> **Exercise aim**
Reproduce the records word for word, from the first line to the line containing "use minesweeper_logic::InferenceMode;".

> **Data records**

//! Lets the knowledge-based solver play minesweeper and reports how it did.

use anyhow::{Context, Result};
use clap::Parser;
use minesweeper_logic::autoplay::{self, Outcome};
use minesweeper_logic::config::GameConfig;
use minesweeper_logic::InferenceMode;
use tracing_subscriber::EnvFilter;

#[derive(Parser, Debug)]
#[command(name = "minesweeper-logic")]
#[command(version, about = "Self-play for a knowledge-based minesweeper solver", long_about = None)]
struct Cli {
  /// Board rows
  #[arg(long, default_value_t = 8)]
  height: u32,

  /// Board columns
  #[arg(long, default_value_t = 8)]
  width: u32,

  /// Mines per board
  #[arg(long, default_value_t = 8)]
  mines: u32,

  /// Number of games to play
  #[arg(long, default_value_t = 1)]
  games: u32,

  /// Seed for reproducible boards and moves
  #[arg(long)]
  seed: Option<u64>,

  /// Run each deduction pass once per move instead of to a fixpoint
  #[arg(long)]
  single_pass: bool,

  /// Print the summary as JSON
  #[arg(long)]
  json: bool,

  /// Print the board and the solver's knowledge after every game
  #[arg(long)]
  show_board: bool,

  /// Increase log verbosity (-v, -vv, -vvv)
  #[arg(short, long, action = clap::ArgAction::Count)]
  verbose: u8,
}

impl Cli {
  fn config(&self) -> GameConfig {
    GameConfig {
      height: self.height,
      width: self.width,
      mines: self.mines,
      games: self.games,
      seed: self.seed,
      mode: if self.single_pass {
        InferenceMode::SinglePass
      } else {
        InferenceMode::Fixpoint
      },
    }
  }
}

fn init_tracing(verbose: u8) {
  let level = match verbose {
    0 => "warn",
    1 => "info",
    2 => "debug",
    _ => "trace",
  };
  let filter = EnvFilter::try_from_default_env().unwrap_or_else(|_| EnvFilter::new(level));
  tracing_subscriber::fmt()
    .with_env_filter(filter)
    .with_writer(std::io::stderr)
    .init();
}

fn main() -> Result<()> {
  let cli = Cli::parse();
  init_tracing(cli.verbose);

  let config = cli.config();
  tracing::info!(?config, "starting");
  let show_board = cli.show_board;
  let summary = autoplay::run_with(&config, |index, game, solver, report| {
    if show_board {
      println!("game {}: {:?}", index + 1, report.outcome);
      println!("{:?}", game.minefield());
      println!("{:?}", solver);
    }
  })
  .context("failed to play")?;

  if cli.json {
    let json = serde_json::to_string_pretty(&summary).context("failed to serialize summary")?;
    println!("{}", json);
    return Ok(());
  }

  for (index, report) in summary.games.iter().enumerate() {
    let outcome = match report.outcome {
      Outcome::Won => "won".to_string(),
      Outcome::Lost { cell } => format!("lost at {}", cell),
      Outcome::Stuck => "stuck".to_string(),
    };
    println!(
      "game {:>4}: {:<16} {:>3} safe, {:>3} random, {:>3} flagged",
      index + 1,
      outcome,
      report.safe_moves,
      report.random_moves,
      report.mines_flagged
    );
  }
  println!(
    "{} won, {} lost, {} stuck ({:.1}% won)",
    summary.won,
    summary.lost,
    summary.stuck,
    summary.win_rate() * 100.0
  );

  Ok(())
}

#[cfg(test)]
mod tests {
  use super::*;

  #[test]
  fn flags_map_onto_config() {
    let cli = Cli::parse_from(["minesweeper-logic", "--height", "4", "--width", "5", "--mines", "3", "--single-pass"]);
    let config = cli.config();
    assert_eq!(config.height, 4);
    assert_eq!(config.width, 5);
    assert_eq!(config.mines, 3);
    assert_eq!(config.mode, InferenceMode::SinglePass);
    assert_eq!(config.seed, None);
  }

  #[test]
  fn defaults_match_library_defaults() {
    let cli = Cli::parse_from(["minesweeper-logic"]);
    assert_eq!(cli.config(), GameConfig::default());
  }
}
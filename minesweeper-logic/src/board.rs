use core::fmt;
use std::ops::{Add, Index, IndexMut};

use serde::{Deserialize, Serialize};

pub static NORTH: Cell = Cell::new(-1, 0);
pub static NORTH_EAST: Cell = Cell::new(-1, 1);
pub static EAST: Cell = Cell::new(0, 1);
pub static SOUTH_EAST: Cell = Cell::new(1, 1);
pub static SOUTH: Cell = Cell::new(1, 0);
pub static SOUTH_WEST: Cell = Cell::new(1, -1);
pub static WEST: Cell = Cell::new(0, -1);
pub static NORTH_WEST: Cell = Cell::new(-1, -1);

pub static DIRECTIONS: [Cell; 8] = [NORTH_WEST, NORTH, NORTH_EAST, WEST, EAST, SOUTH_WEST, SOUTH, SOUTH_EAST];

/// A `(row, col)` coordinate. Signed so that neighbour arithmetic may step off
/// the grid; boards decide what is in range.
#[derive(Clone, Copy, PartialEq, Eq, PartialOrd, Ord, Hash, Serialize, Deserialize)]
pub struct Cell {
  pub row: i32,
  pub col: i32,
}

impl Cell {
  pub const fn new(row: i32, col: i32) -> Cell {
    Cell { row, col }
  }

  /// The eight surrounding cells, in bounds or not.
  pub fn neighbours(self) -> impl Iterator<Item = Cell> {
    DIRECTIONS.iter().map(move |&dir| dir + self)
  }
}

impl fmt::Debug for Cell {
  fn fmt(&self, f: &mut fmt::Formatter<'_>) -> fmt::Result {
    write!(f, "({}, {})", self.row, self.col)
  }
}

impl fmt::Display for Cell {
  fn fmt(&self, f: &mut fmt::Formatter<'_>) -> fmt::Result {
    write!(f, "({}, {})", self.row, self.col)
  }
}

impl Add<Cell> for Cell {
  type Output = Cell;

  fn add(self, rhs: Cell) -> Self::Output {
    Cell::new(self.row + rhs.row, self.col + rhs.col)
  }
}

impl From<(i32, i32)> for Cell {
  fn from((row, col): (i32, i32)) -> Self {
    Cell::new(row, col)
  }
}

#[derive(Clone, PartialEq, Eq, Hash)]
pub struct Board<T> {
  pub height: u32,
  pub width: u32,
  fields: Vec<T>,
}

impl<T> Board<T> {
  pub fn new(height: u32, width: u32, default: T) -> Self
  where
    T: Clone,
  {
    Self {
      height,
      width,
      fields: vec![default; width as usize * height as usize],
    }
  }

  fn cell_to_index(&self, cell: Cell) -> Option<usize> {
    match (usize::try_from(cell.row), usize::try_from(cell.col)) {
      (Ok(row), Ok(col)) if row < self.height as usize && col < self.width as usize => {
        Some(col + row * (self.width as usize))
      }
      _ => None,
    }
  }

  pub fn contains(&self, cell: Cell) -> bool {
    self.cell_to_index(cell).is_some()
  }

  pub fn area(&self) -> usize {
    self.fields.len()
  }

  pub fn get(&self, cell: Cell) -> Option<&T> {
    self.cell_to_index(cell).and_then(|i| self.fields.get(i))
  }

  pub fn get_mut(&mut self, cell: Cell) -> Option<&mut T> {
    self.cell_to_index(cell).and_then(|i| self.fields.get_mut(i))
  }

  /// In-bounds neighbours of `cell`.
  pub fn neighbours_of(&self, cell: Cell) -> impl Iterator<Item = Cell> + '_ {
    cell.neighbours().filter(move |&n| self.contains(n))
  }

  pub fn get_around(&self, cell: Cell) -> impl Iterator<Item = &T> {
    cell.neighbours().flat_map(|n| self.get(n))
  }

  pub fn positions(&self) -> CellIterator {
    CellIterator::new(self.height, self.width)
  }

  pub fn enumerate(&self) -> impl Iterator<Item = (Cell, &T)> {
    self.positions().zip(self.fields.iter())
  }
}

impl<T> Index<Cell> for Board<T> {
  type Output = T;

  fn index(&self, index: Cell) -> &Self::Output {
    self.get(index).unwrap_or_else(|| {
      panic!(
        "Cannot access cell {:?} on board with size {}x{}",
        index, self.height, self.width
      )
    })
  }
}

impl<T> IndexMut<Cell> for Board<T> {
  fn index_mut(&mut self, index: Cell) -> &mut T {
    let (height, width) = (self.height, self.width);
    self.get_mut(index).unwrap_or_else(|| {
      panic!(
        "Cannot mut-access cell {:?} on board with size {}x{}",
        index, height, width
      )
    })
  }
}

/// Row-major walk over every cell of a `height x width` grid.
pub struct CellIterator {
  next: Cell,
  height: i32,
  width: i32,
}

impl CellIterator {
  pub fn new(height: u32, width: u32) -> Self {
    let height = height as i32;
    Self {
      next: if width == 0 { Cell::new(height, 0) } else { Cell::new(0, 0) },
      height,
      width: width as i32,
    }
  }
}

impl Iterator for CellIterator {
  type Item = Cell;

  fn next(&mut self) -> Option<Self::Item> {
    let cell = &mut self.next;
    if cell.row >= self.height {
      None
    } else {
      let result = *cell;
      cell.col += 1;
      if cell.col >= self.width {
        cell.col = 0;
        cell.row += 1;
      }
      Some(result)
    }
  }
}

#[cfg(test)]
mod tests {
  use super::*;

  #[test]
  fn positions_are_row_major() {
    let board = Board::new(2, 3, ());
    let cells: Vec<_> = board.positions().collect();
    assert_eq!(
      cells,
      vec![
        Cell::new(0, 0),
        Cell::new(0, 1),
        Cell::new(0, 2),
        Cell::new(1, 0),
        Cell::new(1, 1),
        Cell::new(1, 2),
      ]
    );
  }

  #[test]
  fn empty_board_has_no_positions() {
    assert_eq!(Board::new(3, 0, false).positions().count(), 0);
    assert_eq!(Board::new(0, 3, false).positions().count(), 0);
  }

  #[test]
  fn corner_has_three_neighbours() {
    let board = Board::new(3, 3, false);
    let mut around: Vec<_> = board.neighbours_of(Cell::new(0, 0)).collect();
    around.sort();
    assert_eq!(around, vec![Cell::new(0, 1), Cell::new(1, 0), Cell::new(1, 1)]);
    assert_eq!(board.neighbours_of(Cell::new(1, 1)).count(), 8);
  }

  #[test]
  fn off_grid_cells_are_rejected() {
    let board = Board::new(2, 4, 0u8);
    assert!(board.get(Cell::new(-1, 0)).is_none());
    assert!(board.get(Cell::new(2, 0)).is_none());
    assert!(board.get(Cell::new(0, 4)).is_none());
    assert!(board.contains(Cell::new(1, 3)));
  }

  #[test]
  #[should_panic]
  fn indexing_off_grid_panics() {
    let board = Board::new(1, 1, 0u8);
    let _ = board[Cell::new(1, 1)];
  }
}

> **Answer**
//! Lets the knowledge-based solver play minesweeper and reports how it did.

use anyhow::{Context, Result};
use clap::Parser;
use minesweeper_logic::autoplay::{self, Outcome};
use minesweeper_logic::config::GameConfig;
use minesweeper_logic::InferenceMode;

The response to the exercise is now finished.